Federal University of the State of Rio de Janeiro (UNIRIO), Mariz e Barros Street, 775 Tijuca, RJ, Brazil

Received 27 October 2015; Accepted 26 November 2015

Academic Editor: Michael S. Firstenberg

Copyright © 2015 Erik Friedrich Alex de Souza et al. This is an open access article distributed under the Creative Commons Attribution License, which permits unrestricted use, distribution, and reproduction in any medium, provided the original work is properly cited.

Abstract

Pyoderma gangrenosum received this name due to the notion that this disease was related to infections caused by bacteria in the genus Streptococcus. In contrast to this initial assumption, today the disease is thought to have an autoimmune origin.
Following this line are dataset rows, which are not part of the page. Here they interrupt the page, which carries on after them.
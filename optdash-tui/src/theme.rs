//! Parrot/neon theme tokens.
//!
//! # Color Palette
//! - **Accent**: Electric cyan (focus, titles, keys)
//! - **Positive**: Neon green (bullish)
//! - **Negative**: Hot pink (bearish, errors)
//! - **Warning**: Neon orange (alerts, high IV, disclaimer)
//! - **Neutral**: Cool purple (neutral bias, secondary info)
//! - **Muted**: Steel blue (hints, unavailable values)

use ratatui::style::{Color, Modifier, Style};

use optdash_core::analysis::{Bias, IvRegime, IvThresholds};

pub const ACCENT: Color = Color::Rgb(0, 255, 255);
pub const POSITIVE: Color = Color::Rgb(0, 255, 128);
pub const NEGATIVE: Color = Color::Rgb(255, 20, 147);
pub const WARNING: Color = Color::Rgb(255, 140, 0);
pub const NEUTRAL: Color = Color::Rgb(147, 112, 219);
pub const MUTED: Color = Color::Rgb(100, 149, 237);
pub const TEXT_SECONDARY: Color = Color::Rgb(170, 170, 170);

pub fn accent() -> Style {
    Style::default().fg(ACCENT)
}

pub fn accent_bold() -> Style {
    accent().add_modifier(Modifier::BOLD)
}

pub fn positive() -> Style {
    Style::default().fg(POSITIVE)
}

pub fn negative() -> Style {
    Style::default().fg(NEGATIVE)
}

pub fn warning() -> Style {
    Style::default().fg(WARNING)
}

pub fn neutral() -> Style {
    Style::default().fg(NEUTRAL)
}

pub fn muted() -> Style {
    Style::default().fg(MUTED)
}

pub fn secondary() -> Style {
    Style::default().fg(TEXT_SECONDARY)
}

pub fn panel_border(active: bool) -> Style {
    if active {
        accent()
    } else {
        muted()
    }
}

pub fn panel_title(active: bool) -> Style {
    if active {
        accent_bold()
    } else {
        muted()
    }
}

pub fn bias_color(bias: Bias) -> Color {
    match bias {
        Bias::Bullish => POSITIVE,
        Bias::Bearish => NEGATIVE,
        Bias::Neutral => NEUTRAL,
    }
}

pub fn bias_style(bias: Bias) -> Style {
    Style::default().fg(bias_color(bias))
}

/// Rich premium stands out; cheap premium reads as an opportunity.
pub fn iv_style(iv_pct: f64, thresholds: &IvThresholds) -> Style {
    match IvRegime::classify(iv_pct, thresholds) {
        IvRegime::High => warning(),
        IvRegime::Low => positive(),
        IvRegime::Moderate => secondary(),
    }
}

/// Positive deltas green, negative pink.
pub fn signed_style(value: f64) -> Style {
    if value >= 0.0 {
        positive()
    } else {
        negative()
    }
}

#[cfg(test)]
mod tests {
    use super::*;

    #[test]
    fn bias_colors() {
        assert_eq!(bias_color(Bias::Bullish), POSITIVE);
        assert_eq!(bias_color(Bias::Bearish), NEGATIVE);
        assert_eq!(bias_color(Bias::Neutral), NEUTRAL);
    }

    #[test]
    fn iv_regime_colors() {
        let levels = IvThresholds::default();
        assert_eq!(iv_style(75.0, &levels), warning());
        assert_eq!(iv_style(20.0, &levels), positive());
        assert_eq!(iv_style(60.0, &levels), secondary());
    }

    #[test]
    fn signed_zero_is_positive() {
        assert_eq!(signed_style(0.0), positive());
        assert_eq!(signed_style(-0.1), negative());
    }
}
//! optdash core: market scanner, technical classifier and option-strategy
//! suggestion engine.
//!
//! - Domain types (price bars, option contracts, tickers)
//! - Indicators (EMA, RSI, MACD, Bollinger Bands)
//! - Technical status classification and the suggestion decision table
//! - Data providers (Yahoo Finance, deterministic synthetic)
//! - Black-Scholes Greeks, TTL cache, configuration
//! - Dashboard session orchestrating scan and deep dive

pub mod analysis;
pub mod cache;
pub mod config;
pub mod dashboard;
pub mod data;
pub mod domain;
pub mod greeks;
pub mod indicators;
pub mod present;
pub mod scanner;
pub mod section;

pub use dashboard::{ChainView, Dashboard, DeepDive, DeepDiveError};
pub use section::Section;

#[cfg(test)]
mod tests {
    use super::*;

    /// Compile-time check: value types handed to front-ends are Send + Sync.
    #[allow(dead_code)]
    fn assert_send_sync() {
        fn require_send<T: Send>() {}
        fn require_sync<T: Sync>() {}

        require_send::<domain::PriceBar>();
        require_sync::<domain::PriceBar>();
        require_send::<domain::OptionChain>();
        require_sync::<domain::OptionChain>();
        require_send::<domain::OptionQuote>();
        require_sync::<domain::OptionQuote>();

        require_send::<analysis::TechnicalReport>();
        require_sync::<analysis::TechnicalReport>();
        require_send::<analysis::Suggestion>();
        require_sync::<analysis::Suggestion>();

        require_send::<scanner::ScanRow>();
        require_sync::<scanner::ScanRow>();
        require_send::<DeepDive>();
        require_sync::<DeepDive>();

        require_send::<config::DashboardConfig>();
        require_sync::<config::DashboardConfig>();
        require_send::<data::CircuitBreaker>();
        require_sync::<data::CircuitBreaker>();
        require_send::<data::SyntheticProvider>();
        require_sync::<data::SyntheticProvider>();
    }

    /// The decision table is data: the dead Long Straddle rule is still listed.
    #[test]
    fn decision_table_lists_every_strategy() {
        for strategy in analysis::Strategy::ALL {
            assert!(analysis::RULES.iter().any(|r| r.strategy == strategy));
        }
    }
}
Necrotizing fasciitis was first mentioned around the fifth century AD, being referred to as a complication of erysipelas. It is a disease characterized by severe, rapidly progressing soft tissue infection, which causes necrosis of the subcutaneous tissue and the fascia. On the third day of hospitalization after antecubital venipuncture, a 59-year-old woman presented an erythematous and painful pustular lesion that quickly evolved into extensive ulceration circumvented by an erythematous halo and accompanied by toxemia. One of the proposed etiologies was necrotizing fasciitis. The microbiological results were all negative, while the histopathological analysis showed epidermal necrosis and inflammatory infiltrate composed predominantly of dermal neutrophils. Pyoderma gangrenosum was considered as a diagnosis. After 30 days, the patient was discharged with oral prednisone (60 mg/day), and the patient had complete healing of the initial injury in less than two months. This case was an unexpected event in the course of the hospitalization which was diagnosed as pyoderma gangrenosum associated with myelodysplastic syndrome.